2.5. Phylogenetic Analysis
Nucleotide sequences of all gene segments and available sequence data from GenBank were used to generate phylogenetic trees. The phylogenetic analysis was performed with the MegAlign programme of the DNASTAR system Software.
2.6. IVPI Test
The intravenous pathogenicity index (IVPI) of AIV isolates was determined as described in the OIE Manual of Standards for Diagnostic Tests and Vaccines . The test employs a standard volume of virus which is inoculated intravenously into SPF chickens. The IVPI test yields an index of virulence valued from 0 to 3, which is calculated according to illness severity and the viability period following inoculation .
3. Results and Discussion
3.1. Virus Transmission
The Mishmeret farm received poults from the original poultry houses nos. 1 and 4 and developed a low level of HI antibodies (geometric mean titer (GMT) = 1.8); the Evron farm received poults from the original poultry houses nos. 5, and 6 and did not develop HI antibodies (GMT = 0); the Ramon farm received poults from the original poultry houses nos. 1, 4, 5 and 6, and did not develop HI antibodies (GMT = 0); the Ein Zurim farm received poults from the original poultry house no. 2, that was infected with the A/turkey/Israel/09 (H6N1) isolate, and from house no. 3. As a result, birds on the Ein Zurim farm developed HI antibodies to H6 and showed clinical signs (GMT = 6.3).
3.2. Virus Identification and Virulence Determination
To identify the AIV H and N gene, specificity amplifications and HI assays were performed indicating the H6N1 subtype of the isolate. The virus was isolated and characterized by classical methods (OIE) and genome was detected by PCR. A/turkey/Israel/09 (H6N1) was characterized as low pathogenic avian influenza virus (LPAI) with an IVPI of 0.00. Infection in the chickens used in the IVPI assay was confirmed by the HI test.
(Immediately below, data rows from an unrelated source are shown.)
// src/services/backend.rs
use async_trait::async_trait;
use reqwest::{Method, RequestBuilder, Response};
use serde::de::DeserializeOwned;
use serde_json::Value;
use tracing;

use crate::{
    config::ClientConfig,
    errors::{SparrowError as AppError, SparrowResult},
    models::delivery::{ApiEnvelope, DeliveryLocation, LocationUpdateRequest},
    models::notification::{NotificationPage, UnreadCount},
};

/// Durable notification history.
#[async_trait]
pub trait NotificationApi: Send + Sync {
    async fn fetch_page(&self, user_id: i64, page: u32, size: u32) -> SparrowResult<NotificationPage>;
    async fn unread_count(&self, user_id: i64) -> SparrowResult<u64>;
    async fn mark_read(&self, notification_id: i64) -> SparrowResult<()>;
    async fn mark_all_read(&self, user_id: i64) -> SparrowResult<()>;
    async fn delete(&self, notification_id: i64) -> SparrowResult<()>;
}

#[async_trait]
pub trait DeliveryApi: Send + Sync {
    async fn push_location(&self, delivery_id: i64, update: LocationUpdateRequest) -> SparrowResult<()>;
    async fn fetch_location(&self, delivery_id: i64) -> SparrowResult<DeliveryLocation>;
}

/// REST client for the notification and delivery services.
pub struct HttpBackend {
    client: reqwest::Client,
    notifications_url: String,
    delivery_url: String,
    user_id: i64,
    auth_token: String,
}

impl HttpBackend {
    pub fn new(config: &ClientConfig, user_id: i64, auth_token: impl Into<String>) -> SparrowResult<Self> {
        let client = reqwest::Client::builder()
            .timeout(config.request_timeout)
            .build()?;

        Ok(Self {
            client,
            notifications_url: config.notifications_url.trim_end_matches('/').to_string(),
            delivery_url: config.delivery_url.trim_end_matches('/').to_string(),
            user_id,
            auth_token: auth_token.into(),
        })
    }

    fn request(&self, method: Method, url: String) -> RequestBuilder {
        let builder = self
            .client
            .request(method, url)
            .header("X-User-Id", self.user_id.to_string());
        if self.auth_token.is_empty() {
            builder
        } else {
            builder.bearer_auth(&self.auth_token)
        }
    }

    async fn send(&self, builder: RequestBuilder) -> SparrowResult<Response> {
        let response = builder.send().await?;
        let status = response.status();
        if status.is_success() {
            return Ok(response);
        }

        let error_text = response.text().await.unwrap_or_default();
        let message = rejection_message(&error_text).unwrap_or_else(|| {
            status
                .canonical_reason()
                .unwrap_or("Unknown error")
                .to_string()
        });
        tracing::error!("Backend request failed ({}): {}", status.as_u16(), message);

        if status == reqwest::StatusCode::NOT_FOUND {
            Err(AppError::not_found(message))
        } else {
            Err(AppError::rejected(status.as_u16(), message))
        }
    }

    async fn send_json<T: DeserializeOwned>(&self, builder: RequestBuilder) -> SparrowResult<T> {
        let response = self.send(builder).await?;
        let body = response.text().await?;
        Ok(serde_json::from_str(&body)?)
    }

    /// Unwrap a `{success, data, message}` envelope, treating `success: false`
    /// as a rejection even on a 2xx status.
    async fn send_envelope<T: DeserializeOwned>(&self, builder: RequestBuilder) -> SparrowResult<Option<T>> {
        let envelope: ApiEnvelope<T> = self.send_json(builder).await?;
        if !envelope.success {
            let message = envelope
                .message
                .unwrap_or_else(|| "request was not successful".to_string());
            return Err(AppError::rejected(200, message));
        }
        Ok(envelope.data)
    }
}

/// Pull a human-readable message out of an error body, if it has one.
fn rejection_message(body: &str) -> Option<String> {
    let trimmed = body.trim();
    if trimmed.is_empty() {
        return None;
    }
    match serde_json::from_str::<Value>(trimmed) {
        Ok(json) => ["message", "error"]
            .iter()
            .find_map(|key| json.get(*key).and_then(Value::as_str))
            .map(str::to_string),
        Err(_) => Some(trimmed.to_string()),
    }
}

#[async_trait]
impl NotificationApi for HttpBackend {
    async fn fetch_page(&self, user_id: i64, page: u32, size: u32) -> SparrowResult<NotificationPage> {
        tracing::debug!("Fetching notifications page {} (size {}) for user {}", page, size, user_id);
        let builder = self
            .request(Method::GET, self.notifications_url.clone())
            .query(&[
                ("userId", user_id.to_string()),
                ("page", page.to_string()),
                ("size", size.to_string()),
            ]);
        self.send_json(builder).await
    }

    async fn unread_count(&self, user_id: i64) -> SparrowResult<u64> {
        let builder = self
            .request(Method::GET, format!("{}/count", self.notifications_url))
            .query(&[("userId", user_id.to_string())]);
        let count: UnreadCount = self.send_json(builder).await?;
        Ok(count.unread_count)
    }

    async fn mark_read(&self, notification_id: i64) -> SparrowResult<()> {
        tracing::debug!("Marking notification {} as read", notification_id);
        let url = format!("{}/{}/read", self.notifications_url, notification_id);
        self.send(self.request(Method::PUT, url)).await?;
        Ok(())
    }

    async fn mark_all_read(&self, user_id: i64) -> SparrowResult<()> {
        tracing::debug!("Marking all notifications as read for user {}", user_id);
        let builder = self
            .request(Method::PUT, format!("{}/read-all", self.notifications_url))
            .query(&[("userId", user_id.to_string())]);
        self.send(builder).await?;
        Ok(())
    }

    async fn delete(&self, notification_id: i64) -> SparrowResult<()> {
        tracing::debug!("Deleting notification {}", notification_id);
        let url = format!("{}/{}", self.notifications_url, notification_id);
        self.send(self.request(Method::DELETE, url)).await?;
        Ok(())
    }
}

#[async_trait]
impl DeliveryApi for HttpBackend {
    async fn push_location(&self, delivery_id: i64, update: LocationUpdateRequest) -> SparrowResult<()> {
        let url = format!("{}/{}/location", self.delivery_url, delivery_id);
        let builder = self.request(Method::POST, url).json(&update);
        let _: Option<Value> = self.send_envelope(builder).await?;
        tracing::debug!(
            "Pushed location for delivery {}: {}, {}",
            delivery_id,
            update.latitude,
            update.longitude
        );
        Ok(())
    }

    async fn fetch_location(&self, delivery_id: i64) -> SparrowResult<DeliveryLocation> {
        let url = format!("{}/{}/location", self.delivery_url, delivery_id);
        self.send_envelope(self.request(Method::GET, url))
            .await?
            .ok_or_else(|| AppError::not_found(format!("location for delivery {}", delivery_id)))
    }
}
3.3. Genetic Characterization of the Gene Cleavage Site
The amino acid sequence of the H gene cleavage site was examined to support the virulence determination of the A/turkey/Israel/09/(H6N1) isolate. The amino acid sequence at the cleavage site was PQIETR*GLF, indicating that the isolate was of low pathogenicity, since it did not contain multiple basic amino acids, characteristic of HPAIVs. Most LPAIVs have a single arginine at the cleavage site, whereas HPAIVs usually exhibit a multibasic amino acid motif (R and K) flanking the cleavage site [22, 23].
3.4. Phylogenetic Analyses of the A/Turkey/Israel/09/(H6N1) Isolate Genes
The genome of influenza A viruses consists of eight unique segments of single-stranded RNA, which are of negative polarity (i.e., complementary to the mRNA sense) . The 8 gene segments of the A/turkey/Israel/09 (H6N1) isolate were sequenced. The nucleotide sequences obtained in the present study were compared to those of AIVs from the GeneBank (Figures 1–8).
Figure 1 shows the phylogenetic tree of the complete H gene, subtype H6, of representative recent AIV H6 isolates reported worldwide, including the previous two Israeli H6 isolates, which were not reported to the GeneBank. The H genes examined formed two phylogenetic clades. It seems that the H gene of the present isolate, A/turkey/Israel/09 (H6N1), differed from the H genes of the two previous Israeli isolates, as they belonged to different clades, although the differences in the nucleotide content were about 3.7-3.8%. It is notable that the H6 AIV, that shaped the clade to which the present isolate belonged, originated from waterbirds.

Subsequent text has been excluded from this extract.